Barkley may be the best prospect in the draft. He has all the tools (speed, vision, elusiveness, catching ability and pass protection) to be a star on any down. He will come in and start from Day 1. While he is a three-down back, he is not an all situation back. He will need to be subbed out in short-yardage situations. He is not going to get the short, tough yards against a stacked front.

#2 – Derrius Guice, LSU

Guice is climbing draft boards. Many experts have him going in late teens or early 20s. He has the speed, vision, balance and playmaking ability to be an immediate starter. He game is not as complete as Barkley. But, if he can smooth out a few things (burst around the edge and vision to avoid the big hit as well as pass protection), he could be as good or better than him.

#3 – Sony Michel, Georgia

Michel is a well-built back with the skills to play on every down. He is a decisive runner that hits the hole with speed. He doesn’t have the home run ability like the two backs ahead of him, but he isn’t going to take as many negative runs as they will. He gets going downhill in a hurry and has the ability to make the first defender miss.

#4 – Ronald Jones, USC

Jones is an elusive runner with home run ability. He is a big play, slasher-style speed back. He does not have the frame to handle every down carries, but can take advantage of situations in his favor. He needs his blockers to open holes and knows how to use them to do it. He will probably be best used in a tandem situation with a back that is better at getting the tough yards.

#5 – Nick Chubb, Georgia

Chubb was the other back in the Bulldogs backfield. That doesn’t, however, mean that he is a slouch. Chubb has very good patience to find and then the burst to hit the hole. He does not have the same explosiveness as he did early in his collegiate career due to a knee injury, but he still can move. He has the balance and strength to run through arm tackles and avoid being tripped up.

Underrated – Josh Adams, Notre Dame

Adams is a big back with the ability to play on all downs. He measured 6-feet-2-inches tall and 220-pounds at the combine. He can use that size to run through arm tackles and smaller defenders. He has the vision and athleticism to find the hole inside or outside. He has the ability to avoid the negative run and make a defender miss in the hole.

Overrated – Rashaad Penny, San Diego State

Penny has climbed up the board and is considered an underrated back for a lot of experts. However, he is not a home run hitter and did not make many defenders miss. He is a get the ball and go runner. In doing so, he misses holes and the cutback lanes. He has the speed to be effective in the NFL and the production to back it up, but he was a volume-carry back.

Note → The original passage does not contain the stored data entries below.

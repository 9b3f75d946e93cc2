//! ROI-DSL Compiler - validation, interpretation, and output generation
//!
//! The pipeline runs strictly forward:
//! raw text → Document → (validated Document, diagnostics) →
//! (Document, Insights) → output documents.
//!
//! [`Compiler::compile`] is the single synchronous entry point; it sequences
//! the stages, accumulates diagnostics, and never runs a transpiler when
//! validation produced errors.

pub mod compiler;
pub mod error;
pub mod expression;
pub mod interpreter;
pub mod transpile;
pub mod validator;

pub use compiler::{compile, CompilationResult, Compiler};
pub use error::{CompileError, Result};
pub use interpreter::interpret;
pub use validator::{validate, ValidationReport};
//! ROI-DSL Parser - turns `.roi` source text into a Document AST
//!
//! Three parsers live here:
//! - [`DocumentParser`]: line-oriented parser for whole `.roi` files
//! - [`ExpressionParser`]: arithmetic RMetric formulas
//! - [`trigger`]: WHEN/THEN condition and action-call strings

pub mod document_parser;
pub mod error;
pub mod expression_parser;
pub mod trigger;

pub use document_parser::{parse, DocumentParser, Parsed};
pub use error::{ParseError, Result};
pub use expression_parser::ExpressionParser;
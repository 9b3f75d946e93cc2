//! Interpreter insight types
//!
//! `Insights` is the derived-value bundle the interpreter produces from a
//! validated Document. It plays the role of an intermediate representation:
//! transpilers read it alongside the Document and never mutate it.

use crate::ast::Comparator;
use crate::diagnostics::Diagnostic;
use serde::{Deserialize, Serialize};

/// Coarse urgency classification of a metric value in [0, 1]
#[derive(Debug, Clone, Copy, PartialEq, Eq, Serialize, Deserialize)]
pub enum UrgencyBand {
    Low,
    Medium,
    High,
    Critical,
}

impl UrgencyBand {
    /// Classify a metric value at the fixed cut points 0.4 / 0.6 / 0.8.
    /// These are the same thresholds WHEN triggers conventionally use.
    pub fn classify(value: f64) -> Self {
        if value < 0.4 {
            UrgencyBand::Low
        } else if value < 0.6 {
            UrgencyBand::Medium
        } else if value < 0.8 {
            UrgencyBand::High
        } else {
            UrgencyBand::Critical
        }
    }

    pub fn label(&self) -> &'static str {
        match self {
            UrgencyBand::Low => "low",
            UrgencyBand::Medium => "medium",
            UrgencyBand::High => "high",
            UrgencyBand::Critical => "critical",
        }
    }
}

/// A base metric with its urgency classification
#[derive(Debug, Clone, PartialEq, Serialize, Deserialize)]
pub struct MetricUrgency {
    pub key: String,
    pub value: f64,
    pub band: UrgencyBand,
}

/// A metric ranked by severity, linked to its owning goal when a naming
/// convention connects them
#[derive(Debug, Clone, PartialEq, Serialize, Deserialize)]
pub struct PainPoint {
    pub metric: String,
    pub value: f64,
    pub goal: Option<String>,
}

/// A WHEN trigger resolved into structured form. Triggers are compiled, not
/// evaluated; evaluation against live data belongs to downstream consumers.
#[derive(Debug, Clone, PartialEq, Serialize, Deserialize)]
pub struct ResolvedTrigger {
    pub metric: String,
    pub comparator: Comparator,
    pub threshold: f64,
    pub action: String,
    pub argument: String,
}

/// Derived business-insight values for one Document
#[derive(Debug, Clone, PartialEq, Default, Serialize, Deserialize)]
pub struct Insights {
    /// Evaluated RMetric values in declaration order; formulas that failed
    /// to evaluate are omitted (and reported in `warnings`)
    pub computed: Vec<(String, f64)>,
    /// Urgency classification per base metric, in declaration order
    pub urgency: Vec<MetricUrgency>,
    /// Metrics sorted descending by value (stable on ties)
    pub pain_points: Vec<PainPoint>,
    /// Structured triggers in declaration order
    pub resolved_triggers: Vec<ResolvedTrigger>,
    /// Mean of risk-flavored metrics, falling back to mean of all metrics
    pub risk_score: f64,
    /// Non-fatal interpreter warnings (formula evaluation failures)
    pub warnings: Vec<Diagnostic>,
}

impl Insights {
    /// Evaluated value of a computed metric
    pub fn computed_value(&self, key: &str) -> Option<f64> {
        self.computed
            .iter()
            .find(|(k, _)| k == key)
            .map(|(_, v)| *v)
    }

    /// The most urgent metric (highest value), if any
    pub fn highest_urgency(&self) -> Option<&PainPoint> {
        self.pain_points.first()
    }
}

#[cfg(test)]
mod tests {
    use super::*;

    #[test]
    fn test_urgency_band_cut_points() {
        assert_eq!(UrgencyBand::classify(0.0), UrgencyBand::Low);
        assert_eq!(UrgencyBand::classify(0.39), UrgencyBand::Low);
        assert_eq!(UrgencyBand::classify(0.4), UrgencyBand::Medium);
        assert_eq!(UrgencyBand::classify(0.59), UrgencyBand::Medium);
        assert_eq!(UrgencyBand::classify(0.6), UrgencyBand::High);
        assert_eq!(UrgencyBand::classify(0.79), UrgencyBand::High);
        assert_eq!(UrgencyBand::classify(0.8), UrgencyBand::Critical);
        assert_eq!(UrgencyBand::classify(1.0), UrgencyBand::Critical);
    }

    #[test]
    fn test_computed_value_lookup() {
        let insights = Insights {
            computed: vec![("StudyHealth".to_string(), 0.62)],
            ..Default::default()
        };
        assert_eq!(insights.computed_value("StudyHealth"), Some(0.62));
        assert_eq!(insights.computed_value("Other"), None);
    }
}
//! Error types for ROI-DSL Core

use thiserror::Error;

/// Core error type
#[derive(Error, Debug)]
pub enum CoreError {
    #[error("Unknown output selector: {0}")]
    UnknownOutput(String),

    #[error("Invalid value: {0}")]
    InvalidValue(String),
}

pub type Result<T> = std::result::Result<T, CoreError>;
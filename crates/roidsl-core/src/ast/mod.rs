//! AST definitions for parsed `.roi` documents

pub mod document;
pub mod expression;
pub mod operator;
pub mod output;

pub use document::{
    ComputedMetric, Contact, ContentBlock, Document, FieldSpec, Goal, Metric, Persona, Seo,
    Trigger, VariantMap,
};
pub use expression::Expr;
pub use operator::{ArithOp, Comparator};
pub use output::OutputKind;
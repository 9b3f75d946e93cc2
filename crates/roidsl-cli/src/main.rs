//! ROI-DSL command-line compiler
//!
//! Wraps the core pipeline with file I/O: reads one `.roi` file, runs
//! `validate`, `preview`, or `compile`, and serializes the generated
//! output trees into one subdirectory per output kind.

use std::fs;
use std::path::{Path, PathBuf};
use std::process::ExitCode;
use std::thread;
use std::time::{Duration, SystemTime};

use anyhow::{Context, Result};
use clap::{Parser, Subcommand};
use log::info;
use roidsl_compiler::{interpret, validate as validate_document, Compiler};
use roidsl_core::ast::OutputKind;
use roidsl_core::{Diagnostic, Value};

const WATCH_INTERVAL: Duration = Duration::from_secs(2);

#[derive(Parser)]
#[command(name = "roidsl", version, about = "Compile ROI-DSL files into downstream assets")]
struct Cli {
    #[command(subcommand)]
    command: Command,
}

#[derive(Subcommand)]
enum Command {
    /// Parse and validate a .roi file without generating outputs
    Validate {
        /// Input .roi file path
        input: PathBuf,
    },
    /// Show what a .roi file declares and would generate
    Preview {
        /// Input .roi file path
        input: PathBuf,
    },
    /// Compile a .roi file into its requested outputs
    Compile {
        /// Input .roi file path
        input: PathBuf,
        /// Restrict generation to specific output kinds (repeatable)
        #[arg(short, long = "output")]
        outputs: Vec<OutputKind>,
        /// Directory to write generated files into
        #[arg(long, default_value = "output")]
        out_dir: PathBuf,
        /// Run the full pipeline but write nothing
        #[arg(short, long)]
        dry_run: bool,
        /// Recompile whenever the input file changes
        #[arg(short, long)]
        watch: bool,
    },
}

fn main() -> ExitCode {
    env_logger::Builder::from_env(env_logger::Env::default().default_filter_or("warn")).init();

    let cli = Cli::parse();
    let outcome = match cli.command {
        Command::Validate { input } => run_validate(&input),
        Command::Preview { input } => run_preview(&input),
        Command::Compile {
            input,
            outputs,
            out_dir,
            dry_run,
            watch,
        } => {
            let selected = if outputs.is_empty() {
                None
            } else {
                Some(outputs)
            };
            if watch {
                run_watch(&input, selected.as_deref(), &out_dir, dry_run)
            } else {
                run_compile(&input, selected.as_deref(), &out_dir, dry_run)
            }
        }
    };

    match outcome {
        Ok(true) => ExitCode::SUCCESS,
        Ok(false) => ExitCode::FAILURE,
        Err(err) => {
            eprintln!("error: {err:#}");
            ExitCode::FAILURE
        }
    }
}

fn read_source(input: &Path) -> Result<String> {
    if input.extension().map_or(true, |ext| ext != "roi") {
        eprintln!("warning: input file should have a .roi extension");
    }
    fs::read_to_string(input).with_context(|| format!("failed to read {}", input.display()))
}

fn report(diagnostics: &[Diagnostic]) {
    for diag in diagnostics {
        eprintln!("{diag}");
    }
}

fn run_validate(input: &Path) -> Result<bool> {
    let text = read_source(input)?;

    let parsed = match parse_source(&text) {
        Ok(parsed) => parsed,
        Err(diag) => {
            eprintln!("{diag}");
            return Ok(false);
        }
    };
    report(&parsed.diagnostics);

    let report_result = validate_document(&parsed.document);
    report(&report_result.warnings);
    report(&report_result.errors);

    if report_result.is_valid() {
        let doc = &parsed.document;
        println!("valid ROI-DSL file");
        println!("  goals:            {}", doc.goals.len());
        println!("  metrics:          {}", doc.metrics.len());
        println!("  computed metrics: {}", doc.computed_metrics.len());
        println!("  triggers:         {}", doc.triggers.len());
        println!("  outputs:          {}", doc.output_selectors.join(", "));
        Ok(true)
    } else {
        eprintln!(
            "validation failed with {} error(s)",
            report_result.errors.len()
        );
        Ok(false)
    }
}

fn run_preview(input: &Path) -> Result<bool> {
    let text = read_source(input)?;

    let parsed = match parse_source(&text) {
        Ok(parsed) => parsed,
        Err(diag) => {
            eprintln!("{diag}");
            return Ok(false);
        }
    };
    let doc = parsed.document;
    let insights = interpret(&doc);

    if let Some(persona) = doc.primary_persona() {
        println!("Persona: {} ({})", persona.name, persona.description);
    }

    if !doc.goals.is_empty() {
        println!("\nGoals:");
        for goal in &doc.goals {
            println!("  {}: {}", goal.key, goal.description);
        }
    }

    if !doc.metrics.is_empty() {
        println!("\nMetrics:");
        for metric in &doc.metrics {
            println!("  {}: {}", metric.key, metric.value);
        }
    }

    if !insights.computed.is_empty() {
        println!("\nComputed metrics:");
        for (key, value) in &insights.computed {
            println!("  {key}: {value}");
        }
    }

    if !doc.triggers.is_empty() {
        println!("\nAutomation triggers:");
        for trigger in &doc.triggers {
            println!("  WHEN {} THEN {}", trigger.condition, trigger.action);
        }
    }

    println!("\nRisk score: {}", insights.risk_score);

    println!("\nWill generate:");
    for name in &doc.output_selectors {
        if let Some(kind) = OutputKind::from_name(name) {
            println!("  {}/", kind.subdir());
        } else {
            println!("  {name} (unknown)");
        }
    }

    Ok(true)
}

fn run_compile(
    input: &Path,
    selected: Option<&[OutputKind]>,
    out_dir: &Path,
    dry_run: bool,
) -> Result<bool> {
    let text = read_source(input)?;

    let compiler = Compiler::new();
    let result = compiler.compile(&text, selected);
    report(&result.diagnostics);

    if !result.success {
        eprintln!("compilation failed");
        return Ok(false);
    }

    if dry_run {
        println!(
            "dry run: {} output(s) would be written",
            result.outputs.len()
        );
        return Ok(true);
    }

    for (kind, value) in &result.outputs {
        let path = write_output(out_dir, *kind, value)?;
        println!("generated {}", path.display());
    }
    info!("wrote {} outputs under {}", result.outputs.len(), out_dir.display());

    Ok(true)
}

/// Serialize one output tree under `out_dir/<subdir>/`. The skill
/// descriptor is plain text; everything else is pretty-printed JSON.
fn write_output(out_dir: &Path, kind: OutputKind, value: &Value) -> Result<PathBuf> {
    let dir = out_dir.join(kind.subdir());
    fs::create_dir_all(&dir).with_context(|| format!("failed to create {}", dir.display()))?;

    let path = dir.join(output_file_name(kind));
    let body = match kind {
        OutputKind::SkSkill => value
            .as_object()
            .and_then(|obj| obj.get("content"))
            .and_then(|v| v.as_str())
            .unwrap_or_default()
            .to_string(),
        _ => serde_json::to_string_pretty(value).context("failed to serialize output")?,
    };

    fs::write(&path, body).with_context(|| format!("failed to write {}", path.display()))?;
    Ok(path)
}

fn output_file_name(kind: OutputKind) -> &'static str {
    match kind {
        OutputKind::MintSite => "site_config.json",
        OutputKind::Agent => "ai_agent_config.json",
        OutputKind::SmsCampaign => "sms_campaign.json",
        OutputKind::RMetrics => "metrics_config.json",
        OutputKind::Vroi => "vroi_calculator.json",
        OutputKind::SkSkill => "semantic_skill.txt",
    }
}

/// Poll the input file's mtime and recompile on change
fn run_watch(
    input: &Path,
    selected: Option<&[OutputKind]>,
    out_dir: &Path,
    dry_run: bool,
) -> Result<bool> {
    println!("watching {} (Ctrl+C to stop)", input.display());
    let mut last_modified = modified_time(input)?;
    run_compile(input, selected, out_dir, dry_run)?;

    loop {
        thread::sleep(WATCH_INTERVAL);
        let modified = modified_time(input)?;
        if modified != last_modified {
            println!("\nfile changed, recompiling...");
            run_compile(input, selected, out_dir, dry_run)?;
            last_modified = modified;
        }
    }
}

fn modified_time(input: &Path) -> Result<SystemTime> {
    fs::metadata(input)
        .and_then(|m| m.modified())
        .with_context(|| format!("failed to stat {}", input.display()))
}

/// Parse, converting a fatal error into a printable diagnostic
fn parse_source(
    text: &str,
) -> std::result::Result<roidsl_parser::Parsed, Diagnostic> {
    use roidsl_core::diagnostics::Stage;

    roidsl_parser::parse(text).map_err(|err| {
        let mut diag = Diagnostic::error(Stage::Parse, err.to_string());
        if let Some(line) = err.line() {
            diag = diag.with_line(line);
        }
        diag
    })
}

#[cfg(test)]
mod tests {
    use super::*;
    use std::io::Write as _;

    const SOURCE: &str = r#"
PERSONA Sponsor: "Phase III Program Director"
GOAL ReduceDrift: "Cut vendor slippage"
METRIC VendorDrift: 0.45
OUTPUT MintSite
OUTPUT SK_SKILL
"#;

    #[test]
    fn test_compile_writes_expected_files() {
        let dir = tempfile::tempdir().unwrap();
        let input = dir.path().join("profile.roi");
        fs::write(&input, SOURCE).unwrap();
        let out_dir = dir.path().join("output");

        let ok = run_compile(&input, None, &out_dir, false).unwrap();
        assert!(ok);
        assert!(out_dir.join("mintsite/site_config.json").exists());
        assert!(out_dir.join("skills/semantic_skill.txt").exists());

        let skill = fs::read_to_string(out_dir.join("skills/semantic_skill.txt")).unwrap();
        assert!(skill.contains("persona=Sponsor"));
    }

    #[test]
    fn test_dry_run_writes_nothing() {
        let dir = tempfile::tempdir().unwrap();
        let input = dir.path().join("profile.roi");
        fs::write(&input, SOURCE).unwrap();
        let out_dir = dir.path().join("output");

        let ok = run_compile(&input, None, &out_dir, true).unwrap();
        assert!(ok);
        assert!(!out_dir.exists());
    }

    #[test]
    fn test_selection_restricts_written_outputs() {
        let dir = tempfile::tempdir().unwrap();
        let input = dir.path().join("profile.roi");
        fs::write(&input, SOURCE).unwrap();
        let out_dir = dir.path().join("output");

        let ok = run_compile(&input, Some(&[OutputKind::SkSkill]), &out_dir, false).unwrap();
        assert!(ok);
        assert!(!out_dir.join("mintsite").exists());
        assert!(out_dir.join("skills/semantic_skill.txt").exists());
    }

    #[test]
    fn test_compile_fails_on_invalid_document() {
        let dir = tempfile::tempdir().unwrap();
        let input = dir.path().join("bad.roi");
        let mut file = fs::File::create(&input).unwrap();
        writeln!(file, "METRIC Drift: 2.0").unwrap();
        writeln!(file, "OUTPUT MintSite").unwrap();
        drop(file);

        let out_dir = dir.path().join("output");
        let ok = run_compile(&input, None, &out_dir, false).unwrap();
        assert!(!ok);
        assert!(!out_dir.exists());
    }

    #[test]
    fn test_validate_reports_success() {
        let dir = tempfile::tempdir().unwrap();
        let input = dir.path().join("profile.roi");
        fs::write(&input, SOURCE).unwrap();
        assert!(run_validate(&input).unwrap());
    }
}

Sleeper – Chris Warren III, Texas

Warren is a physical specimen at running back. He measured 6-feet-4-inches tall and 250-pounds at the combine and ran the 40 in 4.69 seconds. He ran the ball in college with strength and power between-the-tackles and then broke free and pulled away from defenders for big gains. He could be a dominant H-back type player as both a blocker and receiver in the NFL. NFL.com notes in his draft profile that scouts are concerned for his love for the ball, which leads me to believe he is unwilling to switch positions to become a dominant player, if necessary. His mindset and attitude could ultimately determine how good his career will be. It could be anywhere from All-Pro to never making a roster.